At 06:19 PM 1998/10/21 EDT, [EMAIL PROTECTED] wrote:
> Hi:
>10/22/1998
>
> I was looking at the available ranges to test Mersenne primes and I noticed
> the range included exponents which by definition cannot yield primes.
>
> I looked at some Mersenne htmls and didn't see any mention of even
> number exponents excluded from the search.
>
> if the exponent, n, is an even number integer then 2^n is a square and
>2^n-1
> is factorable by:
> ((2^n)1/2 -1) ((2^n)1/2 +1) = 2^n-1
>
> Example ...
>
> 2^10 = 1024
> (2^10)1/2 = 32
>
> so:
> (2^10) - 1 = 1023
> ((2^10)1/2) -1 = 31
> ((2^10)1/2) +1 = 33
> 31(33) = 1023
Only exponents which are primes are represented in the database which
either primenet or your own manually administered prime95 draw exponents
to factor or Lucas-lehmer test. Furthermore, the exponents in the
database have already been tested for prime factors up to 2 to some power
between 48 and 60 or so. They are tested up to about an optimal level
where the odds of finding a factor by going higher are outweighed by
the amount of time it would take, versus getting (an almost conclusive)

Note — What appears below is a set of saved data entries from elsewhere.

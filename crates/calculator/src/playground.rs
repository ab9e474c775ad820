use kiradopay_core::ItemCode;

/// Render a TypeScript declaration of the calculator input for the given items.
///
/// Event owners paste this into a TypeScript playground to get type checking
/// while writing a calculator body.
pub fn state_shape(items: &[ItemCode]) -> String {
    let union = if items.is_empty() {
        "never".to_string()
    } else {
        items
            .iter()
            .map(|code| format!("\"{code}\""))
            .collect::<Vec<_>>()
            .join(" | ")
    };

    format!(
        "type Itemcode = {union};

interface RecordState {{
  count: number;
  dedication?: boolean;
}}

type State = {{
  [K in Itemcode]: RecordState;
}}

function calculate(state: State): number {{
  return 0;
}}
"
    )
}
//! `kiradopay-client`
//!
//! **Responsibility:** the register side of the point of sale.
//!
//! This crate provides:
//! - Access to the server ledger over HTTP ([`HttpLedgerGateway`])
//! - A per-event buffer for sales made while the server is unreachable
//! - A merged view of confirmed and buffered receipts
//! - Sync of buffered receipts, on demand or from a background worker
//! - The cashier's in-progress sale ([`Register`])
//!
//! The server stays the authority: only connectivity failures are buffered,
//! every other rejection goes back to the cashier.

pub mod buffer;
pub mod config;
pub mod gateway;
pub mod merge;
pub mod register;
pub mod sync;
pub mod sync_worker;

#[cfg(test)]
mod testing;

pub use buffer::{BufferError, BufferedReceipt, InMemoryReceiptBuffer, ReceiptBuffer, SqliteReceiptBuffer};
pub use config::{ClientConfig, ConfigError};
pub use gateway::{GatewayError, HttpLedgerGateway, LedgerGateway};
pub use merge::{FlaggedReceipt, merge};
pub use register::Register;
pub use sync::{RejectedReceipt, Submission, SyncError, SyncManager, SyncReport};
pub use sync_worker::{ShutdownHandle, SyncWorker};
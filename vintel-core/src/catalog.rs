//! Location catalog
//!
//! Read-only mapping from an upper-case location name (what players type) to
//! its canonical record. The catalog is supplied by the caller, usually loaded
//! from a JSON file produced by whatever fetches the map data:
//!
//! ```json
//! { "Jita": { "name": "Jita", "region": "The Forge" }, "HED-GP": "HED-GP" }
//! ```
//!
//! A plain array of names is accepted too. Entry order is kept, because
//! abbreviation lookups resolve to the first matching entry.

use crate::error::{Error, Result};
use serde::{Deserialize, Serialize};
use std::collections::HashMap;
use std::path::Path;

/// Canonical record for one location.
#[derive(Debug, Clone, PartialEq, Eq, Serialize, Deserialize)]
pub struct LocationEntry {
    /// Canonical upper-case name
    pub name: String,
    #[serde(default)]
    pub region: Option<String>,
}

impl LocationEntry {
    pub fn new(name: &str) -> Self {
        Self {
            name: name.to_uppercase(),
            region: None,
        }
    }
}

#[derive(Deserialize)]
#[serde(untagged)]
enum RawEntry {
    Name(String),
    Full(LocationEntry),
}

#[derive(Deserialize)]
#[serde(untagged)]
enum RawCatalog {
    Names(Vec<String>),
    Map(serde_json::Map<String, serde_json::Value>),
}

/// Ordered set of known locations.
#[derive(Debug, Clone, Default)]
pub struct LocationCatalog {
    entries: Vec<(String, LocationEntry)>,
    index: HashMap<String, usize>,
}

impl LocationCatalog {
    /// Build a catalog from `(typed name, entry)` pairs.
    ///
    /// Keys and canonical names are upper-cased; a repeated key keeps its first
    /// position but takes the later entry.
    pub fn from_entries<I, K>(entries: I) -> Self
    where
        I: IntoIterator<Item = (K, LocationEntry)>,
        K: AsRef<str>,
    {
        let mut catalog = Self::default();
        for (key, mut entry) in entries {
            let key = key.as_ref().trim().to_uppercase();
            if key.is_empty() {
                continue;
            }
            entry.name = entry.name.trim().to_uppercase();
            match catalog.index.get(&key) {
                Some(&i) => catalog.entries[i].1 = entry,
                None => {
                    catalog.index.insert(key.clone(), catalog.entries.len());
                    catalog.entries.push((key, entry));
                }
            }
        }
        catalog
    }

    /// Build a catalog in which every name is its own canonical entry.
    pub fn from_names<I, S>(names: I) -> Self
    where
        I: IntoIterator<Item = S>,
        S: AsRef<str>,
    {
        Self::from_entries(names.into_iter().map(|n| {
            let entry = LocationEntry::new(n.as_ref().trim());
            (n, entry)
        }))
    }

    /// Parse a catalog from JSON text.
    pub fn from_json(json: &str) -> Result<Self> {
        let raw: RawCatalog = serde_json::from_str(json)?;
        match raw {
            RawCatalog::Names(names) => Ok(Self::from_names(names)),
            RawCatalog::Map(map) => {
                let mut entries = Vec::with_capacity(map.len());
                for (key, value) in map {
                    let entry = match serde_json::from_value::<RawEntry>(value) {
                        Ok(RawEntry::Name(name)) => LocationEntry::new(&name),
                        Ok(RawEntry::Full(entry)) => entry,
                        Err(e) => {
                            return Err(Error::Catalog(format!(
                                "invalid entry for {:?}: {}",
                                key, e
                            )))
                        }
                    };
                    entries.push((key, entry));
                }
                Ok(Self::from_entries(entries))
            }
        }
    }

    /// Load a catalog file.
    pub fn load(path: &Path) -> Result<Self> {
        let content = std::fs::read_to_string(path).map_err(|e| {
            Error::Catalog(format!("failed to read catalog {:?}: {}", path, e))
        })?;
        let catalog = Self::from_json(&content)?;
        tracing::info!(
            path = %path.display(),
            locations = catalog.len(),
            "Location catalog loaded"
        );
        Ok(catalog)
    }

    pub fn len(&self) -> usize {
        self.entries.len()
    }

    pub fn is_empty(&self) -> bool {
        self.entries.is_empty()
    }

    /// Entry for an exact (upper-case) name.
    pub fn get(&self, upper_name: &str) -> Option<&LocationEntry> {
        self.index.get(upper_name).map(|&i| &self.entries[i].1)
    }

    /// Canonical name of the first entry whose key starts with `upper_prefix`.
    pub fn first_with_prefix(&self, upper_prefix: &str) -> Option<&str> {
        self.entries
            .iter()
            .find(|(key, _)| key.starts_with(upper_prefix))
            .map(|(_, entry)| entry.name.as_str())
    }

    pub fn iter(&self) -> impl Iterator<Item = (&str, &LocationEntry)> {
        self.entries.iter().map(|(key, entry)| (key.as_str(), entry))
    }
}
//! Ship name pass.

use crate::types::{RichText, Segment};
use std::sync::OnceLock;

/// Hull names recognized in chat, upper-case.
pub const SHIP_NAMES: &[&str] = &[
    // Frigates
    "ATRON", "CONDOR", "EXECUTIONER", "INCURSUS", "KESTREL", "MERLIN", "NAVITAS", "PUNISHER",
    "RIFTER", "SLASHER", "TORMENTOR", "TRISTAN", "BREACHER", "BURST", "HERON", "IMICUS",
    "MAGNATE", "PROBE", "BANTAM", "INQUISITOR", "WORM", "DAREDEVIL", "GARMUR", "ASTERO",
    "SUCCUBUS", "CRUOR", "DRAMIEL", "CAPELLA",
    // Assault, interceptors, covert ops, bombers, EAF
    "RETRIBUTION", "VENGEANCE", "HARPY", "HAWK", "ENYO", "ISHKUR", "JAGUAR", "WOLF",
    "CRUSADER", "MALEDICTION", "CROW", "RAPTOR", "ARES", "TARANIS", "CLAW", "STILETTO",
    "ANATHEMA", "BUZZARD", "HELIOS", "CHEETAH", "PURIFIER", "MANTICORE", "NEMESIS", "HOUND",
    "SENTINEL", "KITSUNE", "KERES", "HYENA",
    // Destroyers
    "COERCER", "CORMORANT", "CATALYST", "THRASHER", "DRAGOON", "CORAX", "ALGOS", "TALWAR",
    "HERETIC", "FLYCATCHER", "ERIS", "SABRE", "PONTIFEX", "STORK", "MAGUS", "BIFROST",
    "CONFESSOR", "JACKDAW", "HECATE", "SVIPUL",
    // Cruisers
    "ARBITRATOR", "AUGOROR", "MALLER", "OMEN", "BLACKBIRD", "CARACAL", "MOA", "OSPREY",
    "CELESTIS", "EXEQUROR", "THORAX", "VEXOR", "BELLICOSE", "RUPTURE", "SCYTHE", "STABBER",
    "GILA", "ASHIMMU", "PHANTASM", "VIGILANT", "CYNABAL", "ORTHRUS", "STRATIOS",
    // Heavy assault, recons, logistics, HICs, strategic
    "SACRILEGE", "ZEALOT", "CERBERUS", "EAGLE", "DEIMOS", "ISHTAR", "MUNINN", "VAGABOND",
    "CURSE", "PILGRIM", "FALCON", "ROOK", "ARAZU", "LACHESIS", "HUGINN", "RAPIER",
    "GUARDIAN", "BASILISK", "ONEIROS", "SCIMITAR", "DEVOTER", "ONYX", "PHOBOS", "BROADSWORD",
    "LEGION", "TENGU", "PROTEUS", "LOKI",
    // Battlecruisers
    "HARBINGER", "PROPHECY", "DRAKE", "FEROX", "BRUTIX", "MYRMIDON", "CYCLONE", "HURRICANE",
    "ORACLE", "NAGA", "TALOS", "TORNADO", "ABSOLUTION", "DAMNATION", "NIGHTHAWK", "VULTURE",
    "ASTARTE", "EOS", "CLAYMORE", "SLEIPNIR", "GNOSIS",
    // Battleships
    "APOCALYPSE", "ARMAGEDDON", "ABADDON", "RAVEN", "ROKH", "SCORPION", "DOMINIX",
    "HYPERION", "MEGATHRON", "MAELSTROM", "TEMPEST", "TYPHOON", "PALADIN", "GOLEM", "KRONOS",
    "VARGUR", "REDEEMER", "WIDOW", "SIN", "PANTHER", "BHAALGORN", "NIGHTMARE", "RATTLESNAKE",
    "MACHARIEL", "VINDICATOR", "BARGHEST", "NESTOR", "LEVIATHAN",
    // Capitals
    "ARCHON", "CHIMERA", "THANATOS", "NIDHOGGUR", "REVELATION", "PHOENIX", "MOROS", "NAGLFAR",
    "APOSTLE", "MINOKAWA", "NINAZU", "LIF", "AEON", "WYVERN", "NYX", "HEL", "AVATAR",
    "RAGNAROK", "EREBUS", "THE EMPRESS", "VENDETTA", "VANQUISHER", "KOMODO", "MOLOK",
    "REVENANT", "VANGUARD",
    // Industrial and mining
    "VENTURE", "PROSPECT", "ENDURANCE", "PROCURER", "RETRIEVER", "COVETOR", "SKIFF",
    "MACKINAW", "HULK", "ORCA", "RORQUAL", "PORPOISE", "BUSTARD", "OCCATOR", "MASTODON",
    "IMPEL", "PROWLER", "CRANE", "VIATOR", "PROREOS", "NOMAD", "RHEA", "ARK", "ANSHAR",
    "CHARON", "FENRIR", "OBELISK", "PROVIDENCE", "BADGER", "EPITHAL", "ITERON", "BESTOWER",
    "SIGIL", "HOARDER", "MAMMOTH", "WREATHE", "TAYRA",
    // Navy and faction hulls with spaces
    "CARACAL NAVY ISSUE", "VEXOR NAVY ISSUE", "STABBER FLEET ISSUE", "OMEN NAVY ISSUE",
    "DRAKE NAVY ISSUE", "HURRICANE FLEET ISSUE", "BRUTIX NAVY ISSUE", "HARBINGER NAVY ISSUE",
    "RAVEN NAVY ISSUE", "TYPHOON FLEET ISSUE", "MEGATHRON NAVY ISSUE", "APOCALYPSE NAVY ISSUE",
    "ARMAGEDDON NAVY ISSUE", "SCORPION NAVY ISSUE", "DOMINIX NAVY ISSUE", "TEMPEST FLEET ISSUE",
    "FEDERATION NAVY COMET", "IMPERIAL NAVY SLICER", "CALDARI NAVY HOOKBILL",
    "REPUBLIC FLEET FIRETAIL", "MAGNATE NAVY ISSUE", "HERON NAVY ISSUE",
    "NAVITAS NAVY ISSUE", "PROBE FLEET ISSUE", "CORMORANT NAVY ISSUE", "CATALYST NAVY ISSUE",
    "COERCER NAVY ISSUE", "THRASHER FLEET ISSUE", "MARSHAL", "ENFORCER", "MONITOR",
    "CAPSULE", "POD", "SHUTTLE",
];

/// Ship names ordered longest first, so "Raven Navy Issue" wins over "Raven".
fn ships_by_length() -> &'static [&'static str] {
    static SORTED: OnceLock<Vec<&'static str>> = OnceLock::new();
    SORTED.get_or_init(|| {
        let mut names = SHIP_NAMES.to_vec();
        names.sort_by(|a, b| b.len().cmp(&a.len()));
        names.dedup();
        names
    })
}

/// Byte range of the first word-bounded, case-insensitive occurrence of `name`.
///
/// A trailing `s` directly after the name is taken as a plural and included.
fn find_ship(run: &str, name: &str) -> Option<(usize, usize)> {
    let bytes = run.as_bytes();
    let len = name.len();
    if len == 0 || bytes.len() < len {
        return None;
    }

    for start in 0..=bytes.len() - len {
        // Ship names are ASCII, so a match always sits on char boundaries.
        if !bytes[start..start + len].eq_ignore_ascii_case(name.as_bytes()) {
            continue;
        }
        if run[..start]
            .chars()
            .next_back()
            .is_some_and(char::is_alphanumeric)
        {
            continue;
        }
        let mut end = start + len;
        if matches!(bytes.get(end), Some(b's') | Some(b'S')) {
            end += 1;
        }
        if run[end..].chars().next().is_some_and(char::is_alphanumeric) {
            continue;
        }
        return Some((start, end));
    }
    None
}

/// Mark the first ship found in a plain run.
pub fn mark_ship(text: &mut RichText) -> bool {
    let hit = text
        .segments()
        .iter()
        .enumerate()
        .find_map(|(index, segment)| match segment {
            Segment::Plain { text: run } => ships_by_length()
                .iter()
                .find_map(|name| find_ship(run, name))
                .map(|(start, end)| (index, start, end, run[start..end].to_string())),
            _ => None,
        });

    match hit {
        Some((index, start, end, ship)) => {
            text.split_plain(index, start, end, Segment::Ship { text: ship });
            true
        }
        None => false,
    }
}

#[cfg(test)]
mod tests {
    use super::*;

    #[test]
    fn test_find_ship_word_bounded() {
        assert_eq!(find_ship("red Rifter near gate", "RIFTER"), Some((4, 10)));
        assert_eq!(find_ship("xrifter", "RIFTER"), None);
        assert_eq!(find_ship("rifterx", "RIFTER"), None);
        assert_eq!(find_ship("rifter1", "RIFTER"), None);
    }

    #[test]
    fn test_find_ship_plural() {
        assert_eq!(find_ship("3 RIFTERS!", "RIFTER"), Some((2, 9)));
        assert_eq!(find_ship("riftersx", "RIFTER"), None);
    }

    #[test]
    fn test_find_ship_skips_embedded_first_hit() {
        // first occurrence is inside a word, second is a real hit
        assert_eq!(find_ship("xsabre sabre", "SABRE"), Some((7, 12)));
    }

    #[test]
    fn test_find_ship_non_ascii_neighbours() {
        assert_eq!(find_ship("ürifter", "RIFTER"), None);
        assert_eq!(find_ship("» rifter «", "RIFTER"), Some((3, 9)));
    }

    #[test]
    fn test_mark_ship_prefers_longest_name() {
        let mut text = RichText::new("raven navy issue on gate");
        assert!(mark_ship(&mut text));
        assert_eq!(
            text.segments()[0],
            Segment::Ship {
                text: "raven navy issue".to_string()
            }
        );
    }

    #[test]
    fn test_mark_ship_keeps_typed_case() {
        let mut text = RichText::new("2x Sabres");
        assert!(mark_ship(&mut text));
        assert!(!mark_ship(&mut text));
        assert_eq!(text.segments()[1].label(), "Sabres");
    }
}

yes-or-no answer on primality by doing the more time consuming Lucas-
Lehmer test. The factoring makes use of knowledge of the special form
of possible factors of mersenne numbers (which are q=2kp+1 where
p is the prime exponent and k= a positive integer; they are also
q=8n+1 or 8n-1 where n is a positive integer).
> My computer is a pentium 133, 64mb ram , 2gig hd, MS95, math coprocessor.
> Could I contribute to the prime search?
Sure. Download the software and read the readme file to get started.
You'll want the prime95 software.
> Regards,
>
> Jim Broadhurst
> aiseki@aol,com